Pour que la France rejoigne les standards des pays riches (10 lits de réanimation pour 100 000 habitants), il faudrait a minima disposer de 7 500 lits de réanimation pérennes, contre 5 000 aujourd’hui. Ce qui bloque, ce sont les ressources humaines. Au niveau national, une centaine de postes de médecins réanimateurs sont aujourd’hui vacants. Il faut impérativement prendre des mesures pour attirer et fidéliser des soignants. Quand on sait que les deux tiers des patients en réanimation ont plus de 70 ans, comment pourra-t-on sinon faire face au vieillissement de la population, sans même parler d’une autre pandémie ?

Quelles sont les mesures à prendre selon vous ?

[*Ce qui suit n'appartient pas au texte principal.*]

//! End-to-end sweep runs against in-memory collaborators.

use std::path::Path;
use std::sync::{mpsc, Arc, Mutex};

use acr_sweep_core::{ConfigLayer, Digest, Manifest, SweepConfig, SweepError};
use acr_sweep_runtime::memory::{
    days_ago, docker_linux, fixed_now, FixedClock, InMemoryHosts, InMemoryRegistry,
    ScriptedOperator,
};
use acr_sweep_runtime::{
    ContainerConfig, DeletionMode, Host, HostClient, Operator, RunStatus, Sweep, CONFIRMATION_TOKEN,
};
use async_trait::async_trait;
use tempfile::TempDir;
use tokio::sync::watch;

fn config_layer(audit_dir: &Path, threshold_days: u32) -> ConfigLayer {
    ConfigLayer {
        subscription_id: Some("sub-1".to_string()),
        registry_name: Some("myacr".to_string()),
        resource_group: Some("rg".to_string()),
        threshold_days: Some(threshold_days),
        audit_dir: Some(audit_dir.to_path_buf()),
        ..Default::default()
    }
}

fn config(audit_dir: &Path, threshold_days: u32) -> SweepConfig {
    SweepConfig::resolve(config_layer(audit_dir, threshold_days)).unwrap()
}

fn digest(s: &str) -> Digest {
    Digest::parse(s).unwrap()
}

fn sweep(
    dir: &TempDir,
    registry: Arc<InMemoryRegistry>,
    hosts: InMemoryHosts,
    threshold_days: u32,
) -> Sweep {
    Sweep::new(config(dir.path(), threshold_days), registry, Arc::new(hosts))
        .with_clock(Arc::new(FixedClock(fixed_now())))
        .with_executed_by("tester")
}

fn idle() -> watch::Receiver<bool> {
    let (_tx, rx) = watch::channel(false);
    rx
}

fn unused_digests(report: &acr_sweep_runtime::RunReport) -> Vec<String> {
    report
        .analysis
        .unused
        .unused
        .iter()
        .map(|u| u.manifest.digest.to_string())
        .collect()
}

fn read_audit(path: &Path) -> serde_json::Value {
    serde_json::from_str(&std::fs::read_to_string(path).unwrap()).unwrap()
}

#[tokio::test]
async fn old_manifest_with_no_users_is_unused() {
    let dir = TempDir::new().unwrap();
    let registry = Arc::new(
        InMemoryRegistry::new("myacr")
            .with_manifest(Manifest::new("a", digest("sha256:1"), days_ago(45), 10).with_tags(["v1"])),
    );
    let sweep = sweep(&dir, registry, InMemoryHosts::new("sub-1"), 30);

    let report = sweep
        .run(
            Arc::new(ScriptedOperator::new("1", false, "")),
            Some(DeletionMode::Simulate),
            idle(),
        )
        .await
        .unwrap();
    assert_eq!(unused_digests(&report), vec!["sha256:1"]);
    assert_eq!(report.status, RunStatus::Completed);
}

#[tokio::test]
async fn referenced_tag_protects_manifest() {
    let dir = TempDir::new().unwrap();
    let registry = Arc::new(
        InMemoryRegistry::new("myacr")
            .with_manifest(Manifest::new("a", digest("sha256:1"), days_ago(45), 10).with_tags(["v1"])),
    );
    let hosts = InMemoryHosts::new("sub-1").with_host("web", docker_linux("myacr.azurecr.io/a:v1"));
    let sweep = sweep(&dir, registry, hosts, 30);

    let report = sweep
        .run(
            Arc::new(ScriptedOperator::new("1", false, "")),
            Some(DeletionMode::Simulate),
            idle(),
        )
        .await
        .unwrap();
    assert!(unused_digests(&report).is_empty());
    assert_eq!(report.analysis.unused.protected.len(), 1);
    assert_eq!(report.analysis.unused.protected[0].used_by, vec!["web".to_string()]);
}

#[tokio::test]
async fn young_manifest_is_never_unused() {
    let dir = TempDir::new().unwrap();
    let registry = Arc::new(
        InMemoryRegistry::new("myacr")
            .with_manifest(Manifest::new("a", digest("sha256:1"), days_ago(10), 10).with_tags(["v1"])),
    );
    let sweep = sweep(&dir, registry, InMemoryHosts::new("sub-1"), 30);

    let analysis = sweep.analyze().await.unwrap();
    assert!(analysis.unused.unused.is_empty());
    assert_eq!(analysis.unused.older_than_threshold, 0);
}

#[tokio::test]
async fn commit_with_one_failure_completes() {
    let dir = TempDir::new().unwrap();
    let registry = Arc::new(
        InMemoryRegistry::new("myacr")
            .with_manifest(Manifest::new("a", digest("sha256:1"), days_ago(90), 10))
            .with_manifest(Manifest::new("a", digest("sha256:2"), days_ago(60), 10))
            .with_manifest(Manifest::new("b", digest("sha256:3"), days_ago(45), 10))
            .failing_delete("sha256:2", "locked"),
    );
    let sweep = sweep(&dir, Arc::clone(&registry), InMemoryHosts::new("sub-1"), 30);

    let operator = Arc::new(ScriptedOperator::approving());
    let report = sweep.run(operator.clone(), None, idle()).await.unwrap();

    assert_eq!(report.status, RunStatus::Completed);
    assert_eq!(report.mode, Some(DeletionMode::Commit));
    let execution = report.execution.as_ref().unwrap();
    assert_eq!(execution.succeeded(), 2);
    assert_eq!(execution.failed(), 1);
    assert_eq!(execution.success_rate(), 66.67);
    assert_eq!(registry.deleted().len(), 2);
    assert_eq!(operator.prompts().len(), 3);

    let path = report.audit_path.unwrap();
    assert!(path
        .file_name()
        .unwrap()
        .to_str()
        .unwrap()
        .ends_with("_commit_myacr_3_manifests.json"));
    let audit = read_audit(&path);
    assert_eq!(audit["deletion_summary"]["failed"], 1);
    assert_eq!(audit["failed_deletions"][0]["digest"], "sha256:2");
    assert_eq!(audit["execution_info"]["executed_by"], "tester");
}

#[tokio::test]
async fn wrong_token_deletes_nothing() {
    let dir = TempDir::new().unwrap();
    let registry = Arc::new(
        InMemoryRegistry::new("myacr")
            .with_manifest(Manifest::new("a", digest("sha256:1"), days_ago(90), 10)),
    );
    let sweep = sweep(&dir, Arc::clone(&registry), InMemoryHosts::new("sub-1"), 30);

    let operator = Arc::new(ScriptedOperator::new("2", true, "delete"));
    let report = sweep.run(operator.clone(), None, idle()).await.unwrap();

    assert_eq!(report.status, RunStatus::Rejected);
    assert!(report.execution.is_none());
    assert!(registry.deleted().is_empty());
    let audit = read_audit(&report.audit_path.unwrap());
    assert_eq!(audit["execution_info"]["status"], "rejected");
    assert_eq!(audit["execution_info"]["complete"], false);
}

#[tokio::test]
async fn invalid_mode_is_rejected() {
    let dir = TempDir::new().unwrap();
    let registry = Arc::new(
        InMemoryRegistry::new("myacr")
            .with_manifest(Manifest::new("a", digest("sha256:1"), days_ago(90), 10)),
    );
    let sweep = sweep(&dir, Arc::clone(&registry), InMemoryHosts::new("sub-1"), 30);

    let report = sweep
        .run(Arc::new(ScriptedOperator::new("3", true, "DELETE")), None, idle())
        .await
        .unwrap();
    assert_eq!(report.status, RunStatus::Rejected);
    assert!(registry.deleted().is_empty());
}

#[tokio::test]
async fn simulate_is_repeatable() {
    let dir = TempDir::new().unwrap();
    let registry = Arc::new(
        InMemoryRegistry::new("myacr")
            .with_page_size(1)
            .with_manifest(Manifest::new("b", digest("sha256:2"), days_ago(40), 10))
            .with_manifest(Manifest::new("a", digest("sha256:1"), days_ago(40), 10))
            .with_manifest(Manifest::new("a", digest("sha256:3"), days_ago(70), 10)),
    );
    let sweep = sweep(&dir, Arc::clone(&registry), InMemoryHosts::new("sub-1"), 30);
    let operator = Arc::new(ScriptedOperator::new("1", false, ""));

    let first = sweep
        .run(operator.clone(), Some(DeletionMode::Simulate), idle())
        .await
        .unwrap();
    // Second record lands on the same timestamped file name.
    let second_dir = TempDir::new().unwrap();
    let second_sweep = Sweep::new(
        config(second_dir.path(), 30),
        Arc::clone(&registry) as Arc<dyn acr_sweep_runtime::RegistryClient>,
        Arc::new(InMemoryHosts::new("sub-1")),
    )
    .with_clock(Arc::new(FixedClock(fixed_now())));
    let second = second_sweep
        .run(operator.clone(), Some(DeletionMode::Simulate), idle())
        .await
        .unwrap();

    assert_eq!(unused_digests(&first), vec!["sha256:3", "sha256:1", "sha256:2"]);
    assert_eq!(unused_digests(&first), unused_digests(&second));
    let commands: Vec<String> = first
        .execution
        .unwrap()
        .simulated
        .into_iter()
        .map(|s| s.command)
        .collect();
    assert_eq!(commands[0], "delete myacr.azurecr.io/a@sha256:3");
    assert!(registry.deleted().is_empty());
}

#[tokio::test]
async fn host_enumeration_failure_aborts_with_record() {
    let dir = TempDir::new().unwrap();
    let registry = Arc::new(
        InMemoryRegistry::new("myacr")
            .with_manifest(Manifest::new("a", digest("sha256:1"), days_ago(90), 10)),
    );
    let hosts = InMemoryHosts::new("sub-1").failing_host_listing("unauthorized");
    let sweep = sweep(&dir, Arc::clone(&registry), hosts, 30);

    let err = sweep
        .run(Arc::new(ScriptedOperator::approving()), None, idle())
        .await
        .unwrap_err();
    assert!(matches!(err, SweepError::HostEnumeration { .. }));
    assert!(registry.deleted().is_empty());

    let records: Vec<_> = std::fs::read_dir(dir.path()).unwrap().collect();
    assert_eq!(records.len(), 1);
    let path = records[0].as_ref().unwrap().path();
    assert!(path.to_str().unwrap().contains("_aborted_"));
    assert_eq!(read_audit(&path)["execution_info"]["complete"], false);
}

#[tokio::test]
async fn skipped_host_is_surfaced() {
    let dir = TempDir::new().unwrap();
    let registry = Arc::new(
        InMemoryRegistry::new("myacr")
            .with_manifest(Manifest::new("a", digest("sha256:1"), days_ago(90), 10).with_tags(["v1"])),
    );
    let hosts = InMemoryHosts::new("sub-1")
        .with_host("web", docker_linux("myacr.azurecr.io/a:v1"))
        .failing_host("web", "forbidden");
    let sweep = sweep(&dir, registry, hosts, 30);

    let report = sweep
        .run(
            Arc::new(ScriptedOperator::new("1", false, "")),
            Some(DeletionMode::Simulate),
            idle(),
        )
        .await
        .unwrap();
    assert!(report.analysis.is_degraded());
    assert_eq!(unused_digests(&report), vec!["sha256:1"]);
    let audit = read_audit(&report.audit_path.unwrap());
    assert_eq!(audit["summary"]["skipped_hosts"], 1);
    assert!(!audit["warnings"].as_array().unwrap().is_empty());
}
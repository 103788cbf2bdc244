//! `acr-sweep version` command.

use clap::Args;

#[derive(Args)]
pub struct VersionArgs;

pub async fn execute(_args: VersionArgs) -> Result<(), Box<dyn std::error::Error>> {
    println!("acr-sweep version {}", acr_sweep_core::VERSION);
    Ok(())
}
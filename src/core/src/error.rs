use thiserror::Error;

/// ACR Sweep error types
#[derive(Error, Debug)]
pub enum SweepError {
    /// The registry's repositories could not be listed at all
    #[error("Repository enumeration failed: {registry} - {message}")]
    RepositoryEnumeration { registry: String, message: String },

    /// The hosts of the target scope could not be listed at all
    #[error("Host enumeration failed: {scope} - {message}")]
    HostEnumeration { scope: String, message: String },

    /// No usable control-plane login
    #[error("Authentication unavailable: {0}")]
    Authentication(String),

    /// A single registry call failed
    #[error("Registry error: {registry} - {message}")]
    Registry { registry: String, message: String },

    /// A single host or slot configuration read failed
    #[error("Host error: {host} - {message}")]
    Host { host: String, message: String },

    /// Deletion mode outside the two accepted values
    #[error("Invalid deletion mode: {0}")]
    InvalidMode(String),

    /// Operator declined or mistyped a confirmation
    #[error("Confirmation rejected: {0}")]
    ConfirmationRejected(String),

    /// Deletion state machine asked to make an illegal move
    #[error("Invalid transition: {from} -> {to}")]
    InvalidTransition { from: String, to: String },

    /// Image reference could not be parsed
    #[error("Invalid image reference: {0}")]
    InvalidReference(String),

    /// External command failed to run or exited unsuccessfully
    #[error("Command failed: {program} - {message}")]
    Command { program: String, message: String },

    /// Audit record could not be written
    #[error("Audit error: {0}")]
    Audit(String),

    /// I/O error
    #[error("I/O error: {0}")]
    IoError(#[from] std::io::Error),

    /// Serialization error
    #[error("Serialization error: {0}")]
    SerializationError(String),

    /// Configuration error
    #[error("Configuration error: {0}")]
    ConfigError(String),
}

impl SweepError {
    /// Errors that stop the run before any deletion decision is made.
    pub fn is_fatal(&self) -> bool {
        matches!(
            self,
            SweepError::RepositoryEnumeration { .. }
                | SweepError::HostEnumeration { .. }
                | SweepError::Authentication(_)
                | SweepError::ConfigError(_)
        )
    }

    /// Operator input rejections. No remote state has been touched.
    pub fn is_user_reject(&self) -> bool {
        matches!(
            self,
            SweepError::InvalidMode(_) | SweepError::ConfirmationRejected(_)
        )
    }
}

impl From<serde_json::Error> for SweepError {
    fn from(err: serde_json::Error) -> Self {
        SweepError::SerializationError(err.to_string())
    }
}

impl From<serde_yaml::Error> for SweepError {
    fn from(err: serde_yaml::Error) -> Self {
        SweepError::SerializationError(err.to_string())
    }
}

/// Result type alias for ACR Sweep operations
pub type Result<T> = std::result::Result<T, SweepError>;

#[cfg(test)]
mod tests {
    use super::*;

    #[test]
    fn test_repository_enumeration_display() {
        let error = SweepError::RepositoryEnumeration {
            registry: "myacr".to_string(),
            message: "forbidden".to_string(),
        };
        assert_eq!(
            error.to_string(),
            "Repository enumeration failed: myacr - forbidden"
        );
        assert!(error.is_fatal());
    }

    #[test]
    fn test_host_enumeration_is_fatal() {
        let error = SweepError::HostEnumeration {
            scope: "sub-1".to_string(),
            message: "timeout".to_string(),
        };
        assert!(error.is_fatal());
        assert!(!error.is_user_reject());
    }

    #[test]
    fn test_authentication_display() {
        let error = SweepError::Authentication("run 'az login'".to_string());
        assert_eq!(error.to_string(), "Authentication unavailable: run 'az login'");
        assert!(error.is_fatal());
    }

    #[test]
    fn test_degraded_errors_are_not_fatal() {
        let registry = SweepError::Registry {
            registry: "myacr".to_string(),
            message: "throttled".to_string(),
        };
        let host = SweepError::Host {
            host: "web-app/staging".to_string(),
            message: "not found".to_string(),
        };
        assert!(!registry.is_fatal());
        assert!(!host.is_fatal());
        assert_eq!(host.to_string(), "Host error: web-app/staging - not found");
    }

    #[test]
    fn test_user_rejects() {
        let mode = SweepError::InvalidMode("3".to_string());
        let confirm = SweepError::ConfirmationRejected("token mismatch".to_string());
        assert!(mode.is_user_reject());
        assert!(confirm.is_user_reject());
        assert!(!mode.is_fatal());
        assert_eq!(mode.to_string(), "Invalid deletion mode: 3");
    }

    #[test]
    fn test_invalid_transition_display() {
        let error = SweepError::InvalidTransition {
            from: "mode-selected(commit)".to_string(),
            to: "executing".to_string(),
        };
        assert_eq!(
            error.to_string(),
            "Invalid transition: mode-selected(commit) -> executing"
        );
    }

    #[test]
    fn test_io_error_conversion() {
        let io_error = std::io::Error::new(std::io::ErrorKind::NotFound, "file not found");
        let error: SweepError = io_error.into();
        assert!(matches!(error, SweepError::IoError(_)));
        assert!(error.to_string().contains("file not found"));
    }

    #[test]
    fn test_serde_json_error_conversion() {
        let result: std::result::Result<serde_json::Value, _> = serde_json::from_str("{ nope");
        let error: SweepError = result.unwrap_err().into();
        assert!(matches!(error, SweepError::SerializationError(_)));
    }

    #[test]
    fn test_serde_yaml_error_conversion() {
        let result: std::result::Result<serde_yaml::Value, _> =
            serde_yaml::from_str("invalid: yaml: content:");
        let error: SweepError = result.unwrap_err().into();
        assert!(matches!(error, SweepError::SerializationError(_)));
    }
}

Dans l’immédiat, il faudrait commencer par ouvrir des postes de médecins intensivistes-réanimateurs [soignants spécialisés dans la réanimation intensive, ndlr]. Aujourd’hui, on a droit à 74 internes par an, soit moins d’1 % du nombre total d’internes, qui s’élève à 8 000. Cela ne couvre ni les départs en retraite des médecins titulaires, ni le nombre de services existants… Il faudrait aussi mieux reconnaître la spécificité du travail des paramédicaux en réanimation. C’est un métier technique qui réclame une formation spécifique et qui devrait donner lieu à une revalorisation salariale. Ce n’est que comme cela qu’on pourra attirer, fidéliser des paramédicaux et parvenir à stabiliser les équipes.